= WHAT THE TASK REQUIRES =
Throughout the listing below, show every line in which "crate" occurs.

= SUPPLIED INFORMATION =
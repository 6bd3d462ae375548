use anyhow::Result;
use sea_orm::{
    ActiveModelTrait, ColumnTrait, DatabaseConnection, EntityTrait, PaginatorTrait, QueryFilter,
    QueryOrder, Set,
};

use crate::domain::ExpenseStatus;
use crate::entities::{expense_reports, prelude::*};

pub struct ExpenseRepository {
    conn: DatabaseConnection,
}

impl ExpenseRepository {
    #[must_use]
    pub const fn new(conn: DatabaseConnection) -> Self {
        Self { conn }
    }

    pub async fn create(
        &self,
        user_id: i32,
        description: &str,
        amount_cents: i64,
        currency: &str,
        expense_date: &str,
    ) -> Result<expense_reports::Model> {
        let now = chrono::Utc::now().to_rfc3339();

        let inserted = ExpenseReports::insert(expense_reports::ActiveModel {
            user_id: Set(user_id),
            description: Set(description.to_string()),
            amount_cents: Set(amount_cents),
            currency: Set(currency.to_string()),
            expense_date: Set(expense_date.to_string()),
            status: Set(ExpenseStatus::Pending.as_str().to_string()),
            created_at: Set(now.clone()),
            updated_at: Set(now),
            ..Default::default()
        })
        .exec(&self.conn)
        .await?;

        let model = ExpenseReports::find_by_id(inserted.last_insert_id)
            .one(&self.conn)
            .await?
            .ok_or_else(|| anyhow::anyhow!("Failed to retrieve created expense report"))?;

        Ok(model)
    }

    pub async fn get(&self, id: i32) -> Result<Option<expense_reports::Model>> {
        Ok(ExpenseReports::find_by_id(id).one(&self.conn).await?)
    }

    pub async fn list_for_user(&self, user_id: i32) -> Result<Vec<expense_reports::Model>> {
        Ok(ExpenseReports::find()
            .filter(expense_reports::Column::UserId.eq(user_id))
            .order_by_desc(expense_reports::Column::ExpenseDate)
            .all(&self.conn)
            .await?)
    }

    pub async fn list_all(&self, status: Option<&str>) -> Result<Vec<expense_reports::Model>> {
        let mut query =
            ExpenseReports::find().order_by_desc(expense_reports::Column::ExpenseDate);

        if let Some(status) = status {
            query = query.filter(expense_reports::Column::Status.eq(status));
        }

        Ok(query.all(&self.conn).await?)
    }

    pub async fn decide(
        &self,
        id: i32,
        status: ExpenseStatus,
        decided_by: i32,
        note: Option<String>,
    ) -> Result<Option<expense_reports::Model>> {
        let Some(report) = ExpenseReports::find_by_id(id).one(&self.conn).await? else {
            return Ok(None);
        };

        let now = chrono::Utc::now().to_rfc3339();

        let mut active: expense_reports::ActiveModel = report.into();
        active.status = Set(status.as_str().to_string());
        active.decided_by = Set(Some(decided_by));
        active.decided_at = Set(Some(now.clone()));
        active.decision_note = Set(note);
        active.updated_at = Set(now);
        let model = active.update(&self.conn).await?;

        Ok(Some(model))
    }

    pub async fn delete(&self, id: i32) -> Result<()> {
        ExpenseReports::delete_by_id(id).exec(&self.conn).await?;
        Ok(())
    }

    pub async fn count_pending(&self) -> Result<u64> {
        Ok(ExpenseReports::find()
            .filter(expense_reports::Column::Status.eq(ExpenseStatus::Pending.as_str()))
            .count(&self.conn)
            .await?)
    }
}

* * *

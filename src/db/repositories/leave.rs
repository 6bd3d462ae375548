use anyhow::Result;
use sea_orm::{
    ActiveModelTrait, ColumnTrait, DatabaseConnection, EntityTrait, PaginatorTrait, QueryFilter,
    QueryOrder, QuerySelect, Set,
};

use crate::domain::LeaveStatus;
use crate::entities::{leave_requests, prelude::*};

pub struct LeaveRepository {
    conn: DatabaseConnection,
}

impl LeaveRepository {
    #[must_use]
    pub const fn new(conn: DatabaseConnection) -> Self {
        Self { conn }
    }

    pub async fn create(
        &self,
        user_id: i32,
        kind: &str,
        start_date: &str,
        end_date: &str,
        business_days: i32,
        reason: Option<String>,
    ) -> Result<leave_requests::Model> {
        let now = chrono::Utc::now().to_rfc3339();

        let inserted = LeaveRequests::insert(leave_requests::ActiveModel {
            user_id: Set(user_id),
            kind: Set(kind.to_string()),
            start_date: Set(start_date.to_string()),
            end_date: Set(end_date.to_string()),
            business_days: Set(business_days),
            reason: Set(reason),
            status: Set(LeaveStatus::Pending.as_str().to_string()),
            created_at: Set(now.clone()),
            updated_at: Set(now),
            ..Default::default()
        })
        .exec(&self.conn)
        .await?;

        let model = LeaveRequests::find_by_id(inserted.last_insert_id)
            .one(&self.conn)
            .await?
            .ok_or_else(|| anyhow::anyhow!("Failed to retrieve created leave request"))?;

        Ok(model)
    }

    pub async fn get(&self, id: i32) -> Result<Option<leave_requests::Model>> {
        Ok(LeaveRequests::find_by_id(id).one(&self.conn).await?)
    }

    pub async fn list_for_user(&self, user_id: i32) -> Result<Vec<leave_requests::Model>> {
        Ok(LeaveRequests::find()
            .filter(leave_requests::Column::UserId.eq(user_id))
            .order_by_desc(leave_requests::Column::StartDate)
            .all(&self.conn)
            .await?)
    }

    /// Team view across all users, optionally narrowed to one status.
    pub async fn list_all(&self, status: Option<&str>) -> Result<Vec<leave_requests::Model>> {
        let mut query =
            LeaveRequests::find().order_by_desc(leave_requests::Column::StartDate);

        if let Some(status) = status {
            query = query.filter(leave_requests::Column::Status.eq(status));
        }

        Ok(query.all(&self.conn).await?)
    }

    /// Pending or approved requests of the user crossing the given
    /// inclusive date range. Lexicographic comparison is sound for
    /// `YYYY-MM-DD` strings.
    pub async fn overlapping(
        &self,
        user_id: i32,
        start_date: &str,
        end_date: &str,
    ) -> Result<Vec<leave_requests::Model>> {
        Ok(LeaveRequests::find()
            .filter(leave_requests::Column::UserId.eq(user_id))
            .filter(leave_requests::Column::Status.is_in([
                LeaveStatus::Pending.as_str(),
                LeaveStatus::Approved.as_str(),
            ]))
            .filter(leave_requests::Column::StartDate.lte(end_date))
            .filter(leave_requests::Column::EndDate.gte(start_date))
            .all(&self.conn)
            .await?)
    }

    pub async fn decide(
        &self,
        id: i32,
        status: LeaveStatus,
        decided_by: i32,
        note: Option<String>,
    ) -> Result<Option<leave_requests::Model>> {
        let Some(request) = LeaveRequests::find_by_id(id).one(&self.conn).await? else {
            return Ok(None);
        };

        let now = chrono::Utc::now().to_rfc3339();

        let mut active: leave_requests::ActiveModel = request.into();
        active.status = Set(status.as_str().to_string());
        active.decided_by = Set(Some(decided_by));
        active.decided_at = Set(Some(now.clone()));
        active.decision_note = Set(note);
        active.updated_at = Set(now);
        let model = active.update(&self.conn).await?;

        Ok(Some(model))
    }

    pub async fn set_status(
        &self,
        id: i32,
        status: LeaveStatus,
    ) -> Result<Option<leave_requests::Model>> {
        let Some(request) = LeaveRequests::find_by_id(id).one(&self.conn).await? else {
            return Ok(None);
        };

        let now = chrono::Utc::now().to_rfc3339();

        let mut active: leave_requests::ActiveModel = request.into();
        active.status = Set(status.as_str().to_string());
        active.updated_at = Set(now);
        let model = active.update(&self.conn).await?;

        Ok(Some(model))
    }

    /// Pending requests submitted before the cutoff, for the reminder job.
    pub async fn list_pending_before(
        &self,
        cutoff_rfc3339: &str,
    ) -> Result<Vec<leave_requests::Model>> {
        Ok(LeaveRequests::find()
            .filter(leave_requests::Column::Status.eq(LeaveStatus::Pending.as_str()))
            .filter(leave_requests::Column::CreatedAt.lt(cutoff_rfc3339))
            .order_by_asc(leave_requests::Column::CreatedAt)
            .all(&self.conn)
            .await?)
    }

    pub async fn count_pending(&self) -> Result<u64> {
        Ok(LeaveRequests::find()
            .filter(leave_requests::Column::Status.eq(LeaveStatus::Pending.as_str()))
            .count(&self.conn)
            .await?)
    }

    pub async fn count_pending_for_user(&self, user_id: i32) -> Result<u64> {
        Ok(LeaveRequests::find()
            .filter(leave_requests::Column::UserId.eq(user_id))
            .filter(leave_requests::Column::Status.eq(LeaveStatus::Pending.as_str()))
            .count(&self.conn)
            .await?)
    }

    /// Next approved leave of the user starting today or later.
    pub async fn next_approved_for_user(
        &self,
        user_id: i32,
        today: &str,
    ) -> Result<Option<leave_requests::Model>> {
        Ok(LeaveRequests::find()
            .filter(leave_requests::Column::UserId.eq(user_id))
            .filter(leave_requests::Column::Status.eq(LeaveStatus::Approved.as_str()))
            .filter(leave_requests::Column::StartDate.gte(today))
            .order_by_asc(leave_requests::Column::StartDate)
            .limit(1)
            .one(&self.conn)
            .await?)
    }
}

= SOLUTION TO THIS EXERCISE =
use crate::domain::ExpenseStatus;
use crate::entities::{expense_reports, prelude::*};
use crate::domain::LeaveStatus;
use crate::entities::{leave_requests, prelude::*};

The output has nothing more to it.